Start-up, percorso pieno di ostacoli per le nuove imprese
BELLUNO. Mancano infrastrutture, è difficile reperire alcune figure professionali, soprattutto quelle più tecniche, in alcuni casi non c’è un contesto pronto a cogliere l’innovazione e il territorio bellunese viene a volte percepito come “fuori dal mondo”. Tutti fattori che non favoriscono la formazione delle start-up in provincia. Ma è anche vero, dall’altro lato, che le nuove realtà che nascono nel territorio, anche se poche, poi rimangono e crescono.
«Siamo il fanalino di coda a livello regionale, non possiamo negarlo. Ma, d’altro canto, dobbiamo rilevare che c’è un certo “fermento” e che le realtà imprenditoriali che prendono vita in provincia hanno un basso tasso di “mortalità”», sottolinea Elena Pison, titolare di Pi.co e presidente del Gruppo Giovani Imprenditori di Confindustria, che ieri ha organizzato a Belluno la XXIII edizione di “Orientagiovani”, dal titolo “Industria 4.0”.
«Abbiamo un basso numero di start-up. Ma, quelle che nascono, restano e crescono, con un’inversione di tendenza rispetto ad altri territori». Però quest’anno, in provincia, sono solo sette le imprese avviate, due in più rispetto al 2015. Dati lontani dalla penultima in classifica, Rovigo, che conta 24 start-up. «Le difficoltà sono quelle che ben conosciamo e che riguardano anche le imprese già avviate», aggiunge la Pison. «Come la carenza di infrastrutture, come la banda larga. C’è poi poca facilità a reperire figure come gli ingegneri, per fare un esempio. I giovani, inoltre, vanno fuori provincia per frequentare l’università e in diversi casi, fuori, ci restano e non sentono lo stimolo a tornare a Belluno, anche se nel nostro territorio ci sono imprese con tecnologie molto spinte. Personalmente, quando ho avviato la mia azienda ho dovuto lavorare molto per compensare la scarsa conoscenza, all’esterno, della nostra provincia».
Insomma, avviare una start-up non è semplice, ma c’è chi ci è riuscito.

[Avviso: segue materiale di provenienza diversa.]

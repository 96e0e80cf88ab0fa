//! Buffered streaming record source.
//!
//! Reads through a `BufRead` instead of a mapping, which makes it usable for inputs
//! that cannot be mapped: compressed files (decompressed on the fly via
//! [`auto_detect_reader`]) and arbitrary streams handed to [`BufferedReader::from_reader`].

use crate::config::ConfigError;
use crate::error::{LoadError, LoadResult};
use crate::reader::compression::auto_detect_reader;
use crate::reader::{FieldScanner, RawRecord, RecordSource, Scan, first_line_arity};
use std::fs::File;
use std::io::{BufRead, BufReader, Read};
use std::path::{Path, PathBuf};

const READ_BUFFER_BYTES: usize = 1 << 20;

/// Line reader over a buffered (possibly decompressing) stream.
pub struct BufferedReader {
    path: PathBuf,
    input: BufReader<Box<dyn Read + Send>>,
    scanner: FieldScanner,
}

impl BufferedReader {
    /// Open `path`, detecting compression from its extension or magic bytes.
    ///
    /// The first line is read once through its own stream to fix the arity.
    ///
    /// # Errors
    /// Returns [`LoadError::Io`] if the file cannot be opened or decoded, and
    /// [`ConfigError::EmptyInput`] if its first line holds no field.
    pub fn open(path: impl AsRef<Path>, separator: u8) -> LoadResult<Self> {
        let path = path.as_ref().to_path_buf();
        let arity = first_line_arity(BufReader::new(open_decoded(&path)?), separator)
            .map_err(|e| LoadError::io(&path, e))?;
        if arity == 0 {
            return Err(ConfigError::EmptyInput(path).into());
        }
        let input = open_decoded(&path)?;
        Ok(Self {
            path,
            input: BufReader::with_capacity(READ_BUFFER_BYTES, input),
            scanner: FieldScanner::new(separator, arity),
        })
    }

    /// Wrap an already open stream with a known arity.
    pub fn from_reader(input: impl Read + Send + 'static, separator: u8, arity: usize) -> Self {
        Self {
            path: PathBuf::from("<stream>"),
            input: BufReader::with_capacity(READ_BUFFER_BYTES, Box::new(input)),
            scanner: FieldScanner::new(separator, arity),
        }
    }
}

fn open_decoded(path: &Path) -> LoadResult<Box<dyn Read + Send>> {
    let f = File::open(path).map_err(|e| LoadError::io(path, e))?;
    auto_detect_reader(f, path).map_err(|e| LoadError::io(path, std::io::Error::other(e)))
}

impl RecordSource for BufferedReader {
    fn arity(&self) -> usize {
        self.scanner.arity()
    }

    fn has_next(&mut self) -> LoadResult<bool> {
        loop {
            let buf = self
                .input
                .fill_buf()
                .map_err(|e| LoadError::io(&self.path, e))?;
            if buf.is_empty() {
                return Ok(false);
            }
            let len = buf.len();
            let skipped = self.scanner.skip_blank(buf);
            self.input.consume(skipped);
            if skipped < len {
                return Ok(true);
            }
        }
    }

    fn next_into(&mut self, record: &mut RawRecord) -> LoadResult<()> {
        if !self.has_next()? {
            return Err(LoadError::Exhausted);
        }
        record.resize(self.scanner.arity(), String::new());
        loop {
            let buf = self
                .input
                .fill_buf()
                .map_err(|e| LoadError::io(&self.path, e))?;
            if buf.is_empty() {
                break;
            }
            match self.scanner.scan(buf, record) {
                Scan::Complete(n) => {
                    self.input.consume(n);
                    return Ok(());
                }
                Scan::Rejected(n, e) => {
                    self.input.consume(n);
                    return Err(e);
                }
                Scan::NeedMore => {
                    let len = buf.len();
                    self.input.consume(len);
                }
            }
        }
        if self.scanner.finish(record)? {
            Ok(())
        } else {
            Err(LoadError::Exhausted)
        }
    }

    fn lines_read(&self) -> u64 {
        self.scanner.lines()
    }
}
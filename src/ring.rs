//! Single-producer, multi-consumer ring of preallocated record slots.
//!
//! The ring holds `capacity` slots (a power of two). The producer claims sequence `s`
//! and fills slot `s & (capacity - 1)` in place; publishing makes `s` visible to the
//! consumers. Consumer `i` of `n` (a power of two) handles exactly the sequences with
//! `s & (n - 1) == i`, so routing needs no coordination between consumers: each one
//! derives ownership from the sequence number alone.
//!
//! Backpressure: before writing `s >= capacity` the producer waits until the consumer
//! owning `s - capacity` has released it. With `capacity >= n` both sequences belong
//! to the same partition, so the producer only ever watches one consumer's progress.
//!
//! A consumer marks the last record of its partition that is visible when it looks
//! at the ring as end-of-batch. Handlers use that to flush.
//!
//! Ownership of a slot's record moves producer → consumer at publish and back at
//! release. Only the sequence counters are atomic; the record itself is never locked.

use crate::config::{ConfigError, LoaderConfig, WaitStrategy};
use crate::error::{LoadError, LoadResult};
use crate::reader::RawRecord;
use crate::shutdown::ShutdownSignal;
use crossbeam_utils::{Backoff, CachePadded};
use std::cell::UnsafeCell;
use std::sync::Arc;
use std::sync::atomic::{AtomicBool, AtomicU64, Ordering};
use std::time::Duration;

/// Index of the consumer that handles `sequence` when there are `consumers` of them.
#[must_use]
pub fn partition_of(sequence: u64, consumers: usize) -> usize {
    (sequence & (consumers as u64 - 1)) as usize
}

/// Sizes and wait strategies of a ring.
#[derive(Debug, Clone, Copy)]
pub struct RingOptions {
    pub capacity: usize,
    pub consumers: usize,
    /// Width of every record slot.
    pub arity: usize,
    pub producer_wait: WaitStrategy,
    pub consumer_wait: WaitStrategy,
}

impl RingOptions {
    #[must_use]
    pub fn from_config(config: &LoaderConfig, arity: usize) -> Self {
        Self {
            capacity: config.ring_capacity,
            consumers: config.consumers,
            arity,
            producer_wait: config.producer_wait,
            consumer_wait: config.consumer_wait,
        }
    }
}

struct Slot {
    sequence: AtomicU64,
    record: UnsafeCell<RawRecord>,
}

struct RingInner {
    slots: Box<[Slot]>,
    slot_mask: u64,
    capacity: u64,
    consumers: usize,
    /// Number of published sequences; `s` is visible iff `s < published`.
    published: CachePadded<AtomicU64>,
    closed: AtomicBool,
    /// Per consumer, the first sequence of its partition it has not released yet.
    released: Box<[CachePadded<AtomicU64>]>,
    shutdown: ShutdownSignal,
}

// SAFETY: a slot's record is written only by the single `Publisher`, and only after
// the consumer owning the slot's previous sequence has released it (Acquire on
// `released`, paired with the consumer's Release store). A consumer reads a slot only
// for a sequence below `published` (Acquire, paired with the producer's Release store
// after the write) and only its own partition's sequences. No slot is ever accessed
// mutably and shared at the same time.
unsafe impl Sync for RingInner {}
unsafe impl Send for RingInner {}

/// Builds a ring and hands out its producer and consumer ends.
pub struct RingDispatcher {
    inner: Arc<RingInner>,
    options: RingOptions,
}

impl RingDispatcher {
    /// Preallocate every slot.
    ///
    /// # Errors
    /// Returns a [`ConfigError`] unless both `capacity` and `consumers` are powers of
    /// two and `capacity >= consumers`.
    pub fn new(options: RingOptions, shutdown: ShutdownSignal) -> Result<Self, ConfigError> {
        if !options.capacity.is_power_of_two() {
            return Err(ConfigError::NotPowerOfTwo {
                option: "ring_capacity",
                value: options.capacity,
            });
        }
        if !options.consumers.is_power_of_two() {
            return Err(ConfigError::NotPowerOfTwo {
                option: "consumers",
                value: options.consumers,
            });
        }
        if options.capacity < options.consumers {
            return Err(ConfigError::CapacityBelowConsumers {
                capacity: options.capacity,
                consumers: options.consumers,
            });
        }

        let slots = (0..options.capacity)
            .map(|_| Slot {
                sequence: AtomicU64::new(u64::MAX),
                record: UnsafeCell::new(vec![String::new(); options.arity]),
            })
            .collect();
        let released = (0..options.consumers)
            .map(|i| CachePadded::new(AtomicU64::new(i as u64)))
            .collect();
        let inner = RingInner {
            slots,
            slot_mask: options.capacity as u64 - 1,
            capacity: options.capacity as u64,
            consumers: options.consumers,
            published: CachePadded::new(AtomicU64::new(0)),
            closed: AtomicBool::new(false),
            released,
            shutdown,
        };
        Ok(Self {
            inner: Arc::new(inner),
            options,
        })
    }

    /// Split into the single publisher and one consumer per partition.
    #[must_use]
    pub fn into_parts(self) -> (Publisher, Vec<PartitionConsumer>) {
        let publisher = Publisher {
            inner: Arc::clone(&self.inner),
            next: 0,
            idle: Idle::new(self.options.producer_wait),
            stalls: 0,
        };
        let consumers = (0..self.options.consumers)
            .map(|index| PartitionConsumer {
                inner: Arc::clone(&self.inner),
                index,
                idle: Idle::new(self.options.consumer_wait),
            })
            .collect();
        (publisher, consumers)
    }
}

/// Producer end of the ring. Dropping it closes the ring.
pub struct Publisher {
    inner: Arc<RingInner>,
    next: u64,
    idle: Idle,
    stalls: u64,
}

impl Publisher {
    /// Claim the next slot, let `fill` write the record in place, then publish it.
    ///
    /// Blocks while the slot still belongs to a consumer. If `fill` fails nothing is
    /// published and the same sequence is offered to the next call.
    ///
    /// # Errors
    /// Returns [`LoadError::Cancelled`] if shutdown is requested while waiting, or the
    /// error from `fill`.
    pub fn publish_with<F>(&mut self, fill: F) -> LoadResult<u64>
    where
        F: FnOnce(&mut RawRecord) -> LoadResult<()>,
    {
        let sequence = self.next;
        self.wait_for_slot(sequence)?;

        let slot = &self.inner.slots[(sequence & self.inner.slot_mask) as usize];
        // SAFETY: `wait_for_slot` established that no consumer holds this slot and only
        // this publisher writes slots.
        let record = unsafe { &mut *slot.record.get() };
        fill(record)?;
        slot.sequence.store(sequence, Ordering::Relaxed);
        self.inner.published.store(sequence + 1, Ordering::Release);
        self.next += 1;
        log::trace!("published sequence {sequence}");
        Ok(sequence)
    }

    /// Publish a copy of `record`.
    ///
    /// # Errors
    /// See [`Publisher::publish_with`].
    pub fn publish(&mut self, record: &RawRecord) -> LoadResult<u64> {
        self.publish_with(|slot| {
            slot.clone_from(record);
            Ok(())
        })
    }

    /// Number of records published so far.
    #[must_use]
    pub fn published(&self) -> u64 {
        self.next
    }

    /// How many publishes had to wait for a full ring.
    #[must_use]
    pub fn stalls(&self) -> u64 {
        self.stalls
    }

    /// Mark the end of input. Consumers drain what was published, then stop.
    pub fn close(self) {}

    fn wait_for_slot(&mut self, sequence: u64) -> LoadResult<()> {
        if sequence < self.inner.capacity {
            return Ok(());
        }
        let previous = sequence - self.inner.capacity;
        let owner = &self.inner.released[partition_of(sequence, self.inner.consumers)];
        if owner.load(Ordering::Acquire) > previous {
            return Ok(());
        }
        self.stalls += 1;
        self.idle.reset();
        loop {
            if self.inner.shutdown.is_requested() {
                return Err(LoadError::Cancelled);
            }
            self.idle.wait();
            if owner.load(Ordering::Acquire) > previous {
                return Ok(());
            }
        }
    }
}

impl Drop for Publisher {
    fn drop(&mut self) {
        self.inner.closed.store(true, Ordering::Release);
    }
}

/// Callbacks a consumer drives for the records of its partition.
pub trait RecordHandler {
    /// Handle one record. `end_of_batch` marks the last record of this partition that
    /// was available when the consumer looked at the ring.
    ///
    /// # Errors
    /// An error stops this consumer and is returned from [`PartitionConsumer::run`].
    fn on_record(&mut self, record: &RawRecord, sequence: u64, end_of_batch: bool) -> LoadResult<()>;

    /// The ring was closed and every record of the partition has been handled.
    ///
    /// # Errors
    /// An error is returned from [`PartitionConsumer::run`].
    fn on_drained(&mut self) -> LoadResult<()> {
        Ok(())
    }

    /// Shutdown was requested before the partition was drained.
    fn on_cancelled(&mut self) {}
}

/// Consumer end of the ring for one partition.
pub struct PartitionConsumer {
    inner: Arc<RingInner>,
    index: usize,
    idle: Idle,
}

impl PartitionConsumer {
    #[must_use]
    pub fn index(&self) -> usize {
        self.index
    }

    /// Feed every record of this partition to `handler` until the ring is closed and
    /// drained. Returns the number of records handled.
    ///
    /// # Errors
    /// Returns the first handler error, or [`LoadError::Cancelled`] after calling
    /// [`RecordHandler::on_cancelled`] when shutdown is requested.
    pub fn run<H: RecordHandler>(mut self, handler: &mut H) -> LoadResult<u64> {
        let stride = self.inner.consumers as u64;
        let mut next = self.index as u64;
        let mut handled = 0u64;
        loop {
            let Some(available) = self.wait_for(next) else {
                if self.inner.shutdown.is_requested() {
                    handler.on_cancelled();
                    return Err(LoadError::Cancelled);
                }
                handler.on_drained()?;
                return Ok(handled);
            };
            while next < available {
                if self.inner.shutdown.is_requested() {
                    handler.on_cancelled();
                    return Err(LoadError::Cancelled);
                }
                let slot = &self.inner.slots[(next & self.inner.slot_mask) as usize];
                debug_assert_eq!(slot.sequence.load(Ordering::Relaxed), next);
                // SAFETY: `next < published` and `next` belongs to this partition, so the
                // producer finished writing the slot and will not touch it until we
                // release `next` below.
                let record = unsafe { &*slot.record.get() };
                let end_of_batch = next + stride >= available;
                handler.on_record(record, next, end_of_batch)?;
                handled += 1;
                next += stride;
                self.inner.released[self.index].store(next, Ordering::Release);
            }
        }
    }

    /// Wait until `next` is published. `None` means closed and drained, or shutdown.
    fn wait_for(&mut self, next: u64) -> Option<u64> {
        self.idle.reset();
        loop {
            if self.inner.shutdown.is_requested() {
                return None;
            }
            let closed = self.inner.closed.load(Ordering::Acquire);
            let published = self.inner.published.load(Ordering::Acquire);
            if published > next {
                return Some(published);
            }
            if closed {
                return None;
            }
            self.idle.wait();
        }
    }
}

/// Executes a [`WaitStrategy`] one step at a time.
struct Idle {
    strategy: WaitStrategy,
    backoff: Backoff,
    step: u32,
}

impl Idle {
    fn new(strategy: WaitStrategy) -> Self {
        Self {
            strategy,
            backoff: Backoff::new(),
            step: 0,
        }
    }

    fn reset(&mut self) {
        self.backoff.reset();
        self.step = 0;
    }

    fn wait(&mut self) {
        match self.strategy {
            WaitStrategy::BusySpin => std::hint::spin_loop(),
            WaitStrategy::Yielding => self.backoff.snooze(),
            WaitStrategy::Phased {
                spin_tries,
                yield_tries,
                sleep_us,
            } => {
                if self.step < spin_tries {
                    self.backoff.spin();
                } else if self.step < spin_tries.saturating_add(yield_tries) {
                    std::thread::yield_now();
                } else {
                    std::thread::sleep(Duration::from_micros(sleep_us.max(1)));
                }
            }
        }
        self.step = self.step.saturating_add(1);
    }
}

#[cfg(test)]
mod tests {
    use super::*;

    struct Collect(Vec<(u64, bool)>);

    impl RecordHandler for Collect {
        fn on_record(&mut self, _: &RawRecord, sequence: u64, end_of_batch: bool) -> LoadResult<()> {
            self.0.push((sequence, end_of_batch));
            Ok(())
        }
    }

    fn options(capacity: usize, consumers: usize) -> RingOptions {
        RingOptions {
            capacity,
            consumers,
            arity: 1,
            producer_wait: WaitStrategy::Yielding,
            consumer_wait: WaitStrategy::Yielding,
        }
    }

    #[test]
    fn rejects_bad_sizes() {
        let s = ShutdownSignal::new();
        assert!(RingDispatcher::new(options(6, 2), s.clone()).is_err());
        assert!(RingDispatcher::new(options(8, 3), s.clone()).is_err());
        assert!(matches!(
            RingDispatcher::new(options(2, 4), s),
            Err(ConfigError::CapacityBelowConsumers { .. })
        ));
    }

    #[test]
    fn burst_marks_last_record_of_partition() -> LoadResult<()> {
        let ring = RingDispatcher::new(options(8, 2), ShutdownSignal::new())?;
        let (mut publisher, consumers) = ring.into_parts();
        for i in 0..5 {
            publisher.publish(&vec![i.to_string()])?;
        }
        publisher.close();

        let mut seen = Vec::new();
        for consumer in consumers {
            let mut h = Collect(Vec::new());
            consumer.run(&mut h)?;
            seen.push(h.0);
        }
        assert_eq!(seen[0], vec![(0, false), (2, false), (4, true)]);
        assert_eq!(seen[1], vec![(1, false), (3, true)]);
        Ok(())
    }
}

E ieri mattina ha portato la propria testimonianza a una platea di circa 320 studenti delle scuole superiori. È il caso di Erik Balzan, bellunese di 40 anni, che insieme al coetaneo, anch’egli di Belluno, Mirko Forti, ha fondato nel 2013 Hapter Srl, una start up che opera nel settore dell’occhiale e che ha introdotto un'innovazione di prodotto, brevettata, che permette di combinare in modo tutto nuovo acciaio medicale e gomma.
«Nel momento in cui abbiamo concepito il progetto, già nel 2009, non è stato molto facile trovare interlocutori e partner. E abbiamo dovuto cercare competenze al di fuori del territorio», riflette Balzan. «Le difficoltà maggior per chi vuole avviare un’impresa in provincia sono, a mio parere, a livello culturale e di conoscenza delle dinamiche di mercato. Questo complica la cose. Ma ora siamo riusciti nel nostro obiettivo e siamo contenti. Abbiamo creato un prodotto senza eguali sul mercato e iniziamo a essere riconosciuti nel nostro segmento specifico».
«In realtà come Milano, solo per fare un esempio, è normale che un giovane che ha qualcosa da dare e idee nuove abbia buone aspettative per avviare una start-up», sottolinea Mauro Longi di Ecs, azienda nata 20 anni fa che progetta e produce schede elettroniche personalizzate. «Per Belluno sembra sia vero il contrario. Come cambiare questa tendenza? Motivando le nuove generazioni e presentando casi di successo. Facendo capire che anche in provincia “si può”. Superando un altro problema: quello del sentirsi soli dal punto di vista istituzionale».
E c’è un ambito che spesso non è concepito come aziendale, quello dell’industria cinematografica, «intorno al quale, però, ruotano le più svariate competenze e che fornisce servizi al mondo industriale», fa presente Marco Recalchi, regista bellunese fondatore di Ikona Film. «Credo che a penalizzare Belluno ci sia l’idea, parecchio diffusa, di una realtà “slegata dal mondo”. Forse la causa sta nella stessa posizione geografica della nostra provincia. Ma a volte ci pestiamo i piedi da soli: nel mio ambito, per esempio, sono le stesse aziende bellunesi a chiedere la realizzazione di video a società da fuori provincia. Nonostante nel nostro territorio ci siano competenze ben consolidate».